Material supplied:
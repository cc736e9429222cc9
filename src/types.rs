//! Core data model: File, Span, Chunk, Vector, Edge, Memory, Interaction,
//! and ContextPack, shared across every component.
//!
//! Constants, per-repo state shape, and path validation target PAMPAX's
//! persisted entities.

use serde::{Deserialize, Serialize};
use std::path::{Path, PathBuf};

/// Maximum file size (in bytes) read into memory during a scan, absent an
/// explicit `[indexer].max_file_bytes` override.
pub const MAX_FILE_READ: usize = 1024 * 1024;

// ---------------------------------------------------------------------------
// File
// ---------------------------------------------------------------------------

#[derive(Debug, Clone, Serialize, Deserialize)]
pub struct FileRecord {
    pub id: i64,
    pub path: String,
    pub content_hash: String,
    pub lang: String,
    pub size: u64,
    pub mtime: i64,
}

// ---------------------------------------------------------------------------
// Span
// ---------------------------------------------------------------------------

#[derive(Debug, Clone, Copy, PartialEq, Eq, Hash, Serialize, Deserialize)]
#[serde(rename_all = "snake_case")]
pub enum SpanKind {
    Module,
    Class,
    Function,
    Method,
    Constructor,
    Field,
    Enum,
    Mixin,
    Extension,
    Comment,
}

impl SpanKind {
    #[must_use]
    pub fn label(self) -> &'static str {
        match self {
            SpanKind::Module => "module",
            SpanKind::Class => "class",
            SpanKind::Function => "function",
            SpanKind::Method => "method",
            SpanKind::Constructor => "constructor",
            SpanKind::Field => "field",
            SpanKind::Enum => "enum",
            SpanKind::Mixin => "mixin",
            SpanKind::Extension => "extension",
            SpanKind::Comment => "comment",
        }
    }
}

#[derive(Debug, Clone, Serialize, Deserialize)]
pub struct Span {
    /// Stable hash of `path:startByte-endByte:contentHash`.
    pub id: String,
    pub file_id: i64,
    pub name: String,
    pub kind: SpanKind,
    pub parent_span_id: Option<String>,
    pub signature: Option<String>,
    pub byte_start: usize,
    pub byte_end: usize,
    pub line_start: usize,
    pub line_end: usize,
}

// ---------------------------------------------------------------------------
// Chunk
// ---------------------------------------------------------------------------

/// Priority class mined for the chunk, used by `PackingProfile` weighting.
#[derive(Debug, Clone, Copy, PartialEq, Eq, Hash, Serialize, Deserialize)]
#[serde(rename_all = "snake_case")]
pub enum PriorityClass {
    Code,
    Tests,
    Comments,
    Examples,
    Config,
    Docs,
}

impl PriorityClass {
    /// Classify from a repo-relative path and language tag. Grounded in
    /// `scan.rs`'s `describe()`/extension-hint table.
    #[must_use]
    pub fn classify(path: &str, lang: &str) -> Self {
        let lower = path.to_lowercase();
        if lower.contains("test") || lower.contains("spec") || lower.contains("__tests__") {
            return PriorityClass::Tests;
        }
        if lower.contains("example") || lower.contains("demo") || lower.contains("sample") {
            return PriorityClass::Examples;
        }
        if lower.ends_with(".md") || lower.ends_with(".rst") || lower.ends_with(".adoc") || lang == "docs"
        {
            return PriorityClass::Docs;
        }
        if lower.ends_with(".toml")
            || lower.ends_with(".yaml")
            || lower.ends_with(".yml")
            || lower.ends_with(".json")
            || lower.ends_with(".ini")
            || lower.ends_with(".cfg")
        {
            return PriorityClass::Config;
        }
        PriorityClass::Code
    }
}

#[derive(Debug, Clone, Serialize, Deserialize)]
pub struct Chunk {
    /// `SHA-256(path : byteStart-byteEnd : body)`, hex-encoded.
    pub id: String,
    pub file_id: i64,
    pub path: String,
    pub span_id: Option<String>,
    pub body: String,
    pub lang: String,
    pub tags: Vec<String>,
    pub priority: PriorityClass,
    pub byte_start: usize,
    pub byte_end: usize,
    /// Set when chunking fell back to a replacement-character decode of
    /// invalid UTF-8.
    pub encoding_lossy: bool,
    /// Set for continuation chunks of an oversized declaration; carries the
    /// parent span id of the primary (signature) chunk.
    pub is_continuation: bool,
}

// ---------------------------------------------------------------------------
// Vector / embedder identity
// ---------------------------------------------------------------------------

/// `(provider, model, dim)` — the tuple that identifies which embedding
/// space a stored vector belongs to (spec glossary).
#[derive(Debug, Clone, PartialEq, Eq, Hash, Serialize, Deserialize)]
pub struct EmbedderIdentity {
    pub provider: String,
    pub model: String,
    pub dim: usize,
}

impl EmbedderIdentity {
    #[must_use]
    pub fn key(&self) -> String {
        format!("{}:{}:{}", self.provider, self.model, self.dim)
    }
}

// ---------------------------------------------------------------------------
// Edge
// ---------------------------------------------------------------------------

#[derive(Debug, Clone, Copy, PartialEq, Eq, Hash, Serialize, Deserialize)]
#[serde(rename_all = "snake_case")]
pub enum EdgeKind {
    Call,
    Import,
    Inherit,
    Implement,
    Reference,
    Define,
}

impl EdgeKind {
    #[must_use]
    pub fn label(self) -> &'static str {
        match self {
            EdgeKind::Call => "call",
            EdgeKind::Import => "import",
            EdgeKind::Inherit => "inherit",
            EdgeKind::Implement => "implement",
            EdgeKind::Reference => "reference",
            EdgeKind::Define => "define",
        }
    }

    #[must_use]
    pub fn parse(s: &str) -> Option<Self> {
        match s {
            "call" => Some(EdgeKind::Call),
            "import" => Some(EdgeKind::Import),
            "inherit" => Some(EdgeKind::Inherit),
            "implement" => Some(EdgeKind::Implement),
            "reference" => Some(EdgeKind::Reference),
            "define" => Some(EdgeKind::Define),
            _ => None,
        }
    }
}

#[derive(Debug, Clone, Serialize, Deserialize)]
pub struct Edge {
    pub source_span: String,
    pub target_span: String,
    pub kind: EdgeKind,
    pub confidence: f32,
}

// ---------------------------------------------------------------------------
// Memory
// ---------------------------------------------------------------------------

#[derive(Debug, Clone, Copy, PartialEq, Eq, Serialize, Deserialize)]
#[serde(rename_all = "snake_case")]
pub enum MemoryScope {
    Repo,
    Workspace,
    Global,
}

#[derive(Debug, Clone, Copy, PartialEq, Eq, Serialize, Deserialize)]
#[serde(rename_all = "snake_case")]
pub enum MemoryKind {
    Fact,
    Gotcha,
    Decision,
    Plan,
    Rule,
    NameAlias,
    Insight,
    Exemplar,
}

#[derive(Debug, Clone, Serialize, Deserialize)]
pub struct Memory {
    pub id: String,
    pub scope: MemoryScope,
    pub kind: MemoryKind,
    pub key: Option<String>,
    pub value: String,
    pub weight: f64,
    pub expires_at: Option<i64>,
    pub provenance: serde_json::Value,
    pub created_at: i64,
}

// ---------------------------------------------------------------------------
// Interaction
// ---------------------------------------------------------------------------

#[derive(Debug, Clone, Serialize, Deserialize)]
pub struct Interaction {
    pub id: String,
    pub query: String,
    pub intent: String,
    pub bundle_signature: String,
    pub tokens_used: usize,
    pub satisfied: Option<bool>,
    pub time_to_fix_ms: Option<u64>,
    pub timestamp: i64,
    pub correlation_id: String,
}

// ---------------------------------------------------------------------------
// ContextPack
// ---------------------------------------------------------------------------

#[derive(Debug, Clone, Serialize, Deserialize, Default)]
pub struct ContextPack {
    pub name: String,
    pub path_glob: Vec<String>,
    pub tags: Vec<String>,
    pub lang: Vec<String>,
    pub exclude: Vec<String>,
}

// ---------------------------------------------------------------------------
// Scope filters shared by fts_search / vector_search
// ---------------------------------------------------------------------------

#[derive(Debug, Clone, Default, Serialize, Deserialize)]
pub struct ScopeFilters {
    pub path_glob: Vec<String>,
    pub lang: Vec<String>,
    pub span_kind: Vec<SpanKind>,
    pub tags: Vec<String>,
    pub exclude: Vec<String>,
}

// ---------------------------------------------------------------------------
// Lexical relevance scoring — folded into the BM25/FTS seed stream alongside
// SQLite's native bm25() rank (storage.rs::fts_search).
// ---------------------------------------------------------------------------

/// True for files whose primary content is a declaration surface rather than
/// an implementation — headers, type-stub and declaration files tend to rank
/// a match slightly higher since a hit there is usually the definition a
/// query is actually after.
#[must_use]
pub fn is_definition_file(ext: &str) -> bool {
    matches!(ext, "h" | "hpp" | "hxx" | "d.ts" | "pyi")
}

/// BM25-lite relevance score for a lexical hit, with IDF term weighting and a
/// coverage penalty for queries whose terms only partly matched.
///
/// `idf_weights` should carry one weight per entry in `terms_lower`, higher
/// for rarer terms across the corpus being searched.
#[allow(clippy::too_many_arguments)]
#[must_use]
pub fn grep_relevance_score(
    match_count: usize,
    total_lines: usize,
    filename_lower: &str,
    ext: &str,
    terms_lower: &[String],
    terms_matched: usize,
    first_match_line: usize,
    idf_weights: &[f64],
) -> f64 {
    let tf = match_count as f64 / (match_count as f64 + 1.5);
    let avg_idf = if idf_weights.is_empty() {
        1.0
    } else {
        idf_weights.iter().sum::<f64>() / idf_weights.len() as f64
    };
    let density = match_count as f64 / (total_lines as f64).sqrt().max(1.0);
    let filename_bonus =
        if terms_lower.iter().any(|t| filename_lower.contains(t.as_str())) { 15.0 } else { 0.0 };
    let def_bonus = if is_definition_file(ext) { 5.0 } else { 0.0 };
    let position_bonus = if total_lines > 30 && first_match_line < 30 {
        3.0 * (1.0 - first_match_line as f64 / 30.0)
    } else {
        0.0
    };
    let base = tf * 15.0 * avg_idf + filename_bonus + def_bonus + density + position_bonus;

    let term_count = terms_lower.len();
    if term_count <= 1 || idf_weights.is_empty() {
        return base;
    }
    let mut sorted_idfs: Vec<f64> = idf_weights.to_vec();
    sorted_idfs.sort_by(|a, b| a.partial_cmp(b).unwrap_or(std::cmp::Ordering::Equal));
    let matched_idf_sum: f64 = sorted_idfs.iter().take(terms_matched).sum();
    let total_idf_sum: f64 = sorted_idfs.iter().sum();
    let coverage = if total_idf_sum > 0.0 { matched_idf_sum / total_idf_sum } else { 1.0 };
    let coverage_factor = coverage * coverage;
    base * (0.3 + 0.7 * coverage_factor)
}

// ---------------------------------------------------------------------------
// Path validation — rejects traversal attempts before a path ever reaches SQLite.
// ---------------------------------------------------------------------------

/// Validate and canonicalize a relative path, rejecting traversal attacks and
/// paths outside the repo root.
pub fn validate_path(project_root: &Path, rel_path: &str) -> Result<PathBuf, &'static str> {
    if rel_path.is_empty() || rel_path.contains("..") || rel_path.starts_with('/') {
        return Err("Invalid path");
    }
    let full = project_root.join(rel_path);
    let canonical = full.canonicalize().map_err(|_| "File not found")?;
    let root_canonical = project_root.canonicalize().map_err(|_| "Root not found")?;
    if !canonical.starts_with(&root_canonical) {
        return Err("Path traversal detected");
    }
    Ok(canonical)
}

#[cfg(test)]
mod tests {
    use super::*;

    #[test]
    fn priority_classifies_tests_before_code() {
        assert_eq!(PriorityClass::classify("src/foo_test.rs", "rust"), PriorityClass::Tests);
        assert_eq!(PriorityClass::classify("src/lib.rs", "rust"), PriorityClass::Code);
        assert_eq!(PriorityClass::classify("README.md", "docs"), PriorityClass::Docs);
        assert_eq!(PriorityClass::classify("pampax.toml", "toml"), PriorityClass::Config);
    }

    #[test]
    fn embedder_identity_key_is_stable() {
        let a = EmbedderIdentity { provider: "openai".into(), model: "text-embedding-3-small".into(), dim: 1536 };
        let b = EmbedderIdentity { provider: "openai".into(), model: "text-embedding-3-small".into(), dim: 1536 };
        assert_eq!(a.key(), b.key());
    }

    #[test]
    fn grep_relevance_rewards_more_matches_and_filename_hits() {
        let terms = vec!["retriever".to_string()];
        let idf = vec![2.0];
        let sparse = grep_relevance_score(1, 200, "storage.rs", "rs", &terms, 1, 150, &idf);
        let dense = grep_relevance_score(8, 200, "retriever.rs", "rs", &terms, 1, 3, &idf);
        assert!(dense > sparse);
    }

    #[test]
    fn grep_relevance_penalizes_partial_term_coverage() {
        let terms = vec!["fuse".to_string(), "rerank".to_string(), "capsule".to_string()];
        let idf = vec![1.5, 1.5, 1.5];
        let full = grep_relevance_score(6, 100, "assembler.rs", "rs", &terms, 3, 10, &idf);
        let partial = grep_relevance_score(6, 100, "assembler.rs", "rs", &terms, 1, 10, &idf);
        assert!(full > partial);
    }

    #[test]
    fn is_definition_file_matches_header_and_stub_extensions() {
        assert!(is_definition_file("h"));
        assert!(is_definition_file("pyi"));
        assert!(!is_definition_file("rs"));
    }
}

Your objective:
Scan the listing above. Gather each line that contains the word "Inherit".

Answer to this exercise:
    Inherit,
            EdgeKind::Inherit => "inherit",
            "inherit" => Some(EdgeKind::Inherit),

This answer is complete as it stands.